Prompt: Select every line below containing the word "responded".

Record set:
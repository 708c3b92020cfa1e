//! JSON-over-HTTP implementation of [`JobRepository`].

use super::JobRepository;
use crate::{
    Result,
    config::DashboardConfig,
    error::DashboardError,
    form::JobPayload,
    job::{Job, JobQuery, JobStats},
};
use async_trait::async_trait;
use reqwest::{Client, Method, RequestBuilder, Response, StatusCode, Url};
use serde::de::DeserializeOwned;
use tracing::{debug, warn};

const MAX_ERROR_BODY: usize = 200;

#[derive(Debug, Clone)]
pub struct HttpJobRepository {
    client: Client,
    base_url: Url,
}

impl HttpJobRepository {
    pub fn new(config: &DashboardConfig) -> Result<Self> {
        let base_url = Url::parse(&config.api_base_url).map_err(|e| {
            DashboardError::Config(format!("Invalid API base URL '{}': {}", config.api_base_url, e))
        })?;
        if base_url.cannot_be_a_base() {
            return Err(DashboardError::Config(format!(
                "API base URL cannot carry paths: {}",
                config.api_base_url
            )));
        }

        let client = Client::builder()
            .user_agent(&config.user_agent)
            .timeout(config.request_timeout)
            .build()
            .map_err(|e| DashboardError::Config(format!("Failed to create HTTP client: {}", e)))?;

        Ok(Self { client, base_url })
    }

    pub fn base_url(&self) -> &Url {
        &self.base_url
    }

    fn url(&self, segments: &[&str]) -> Result<Url> {
        let mut url = self.base_url.clone();
        url.path_segments_mut()
            .map_err(|_| DashboardError::Config("API base URL cannot carry paths".to_string()))?
            .pop_if_empty()
            .extend(segments);
        Ok(url)
    }

    fn request(&self, method: Method, segments: &[&str]) -> Result<RequestBuilder> {
        let url = self.url(segments)?;
        debug!("{} {}", method, url);
        Ok(self.client.request(method, url))
    }

    /// Send and map failures. `job_id` turns a 404 into [`DashboardError::JobNotFound`].
    async fn send(&self, request: RequestBuilder, job_id: Option<&str>) -> Result<Response> {
        let response = request.send().await.map_err(|e| {
            warn!("Job repository request failed: {}", e);
            DashboardError::from(e)
        })?;

        let status = response.status();
        if status.is_success() {
            return Ok(response);
        }

        if let (StatusCode::NOT_FOUND, Some(id)) = (status, job_id) {
            return Err(DashboardError::JobNotFound { id: id.to_string() });
        }

        let body = response.text().await.unwrap_or_default();
        let body: String = body.chars().take(MAX_ERROR_BODY).collect();
        warn!("Job repository responded with {}: {}", status, body);
        Err(DashboardError::unavailable(if body.is_empty() {
            format!("scheduler responded with {}", status)
        } else {
            format!("scheduler responded with {}: {}", status, body)
        }))
    }

    async fn decode<T: DeserializeOwned>(response: Response) -> Result<T> {
        response.json::<T>().await.map_err(|e| {
            warn!("Undecodable job repository response: {}", e);
            DashboardError::unavailable(format!("undecodable response: {}", e))
        })
    }
}

#[async_trait]
impl JobRepository for HttpJobRepository {
    async fn list_jobs(&self, query: &JobQuery) -> Result<Vec<Job>> {
        let request = self
            .request(Method::GET, &["jobs"])?
            .query(&query.to_query_pairs());
        let response = self.send(request, None).await?;
        Self::decode(response).await
    }

    async fn get_job(&self, id: &str) -> Result<Job> {
        let request = self.request(Method::GET, &["jobs", id])?;
        let response = self.send(request, Some(id)).await?;
        Self::decode(response).await
    }

    async fn get_stats(&self) -> Result<JobStats> {
        let request = self.request(Method::GET, &["jobs", "stats"])?;
        let response = self.send(request, None).await?;
        Self::decode(response).await
    }

    async fn create_job(&self, payload: &JobPayload) -> Result<Job> {
        let request = self.request(Method::POST, &["jobs"])?.json(payload);
        let response = self.send(request, None).await?;
        Self::decode(response).await
    }

    async fn update_job(&self, id: &str, payload: &JobPayload) -> Result<Job> {
        let request = self.request(Method::PUT, &["jobs", id])?.json(payload);
        let response = self.send(request, Some(id)).await?;
        Self::decode(response).await
    }

    async fn cancel_job(&self, id: &str) -> Result<()> {
        let request = self.request(Method::POST, &["jobs", id, "cancel"])?;
        self.send(request, Some(id)).await?;
        Ok(())
    }

    async fn retry_job(&self, id: &str) -> Result<()> {
        let request = self.request(Method::POST, &["jobs", id, "retry"])?;
        self.send(request, Some(id)).await?;
        Ok(())
    }

    async fn delete_job(&self, id: &str) -> Result<()> {
        let request = self.request(Method::DELETE, &["jobs", id])?;
        self.send(request, Some(id)).await?;
        Ok(())
    }
}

Reply to the exercise:
        warn!("Job repository responded with {}: {}", status, body);
            format!("scheduler responded with {}", status)
            format!("scheduler responded with {}: {}", status, body)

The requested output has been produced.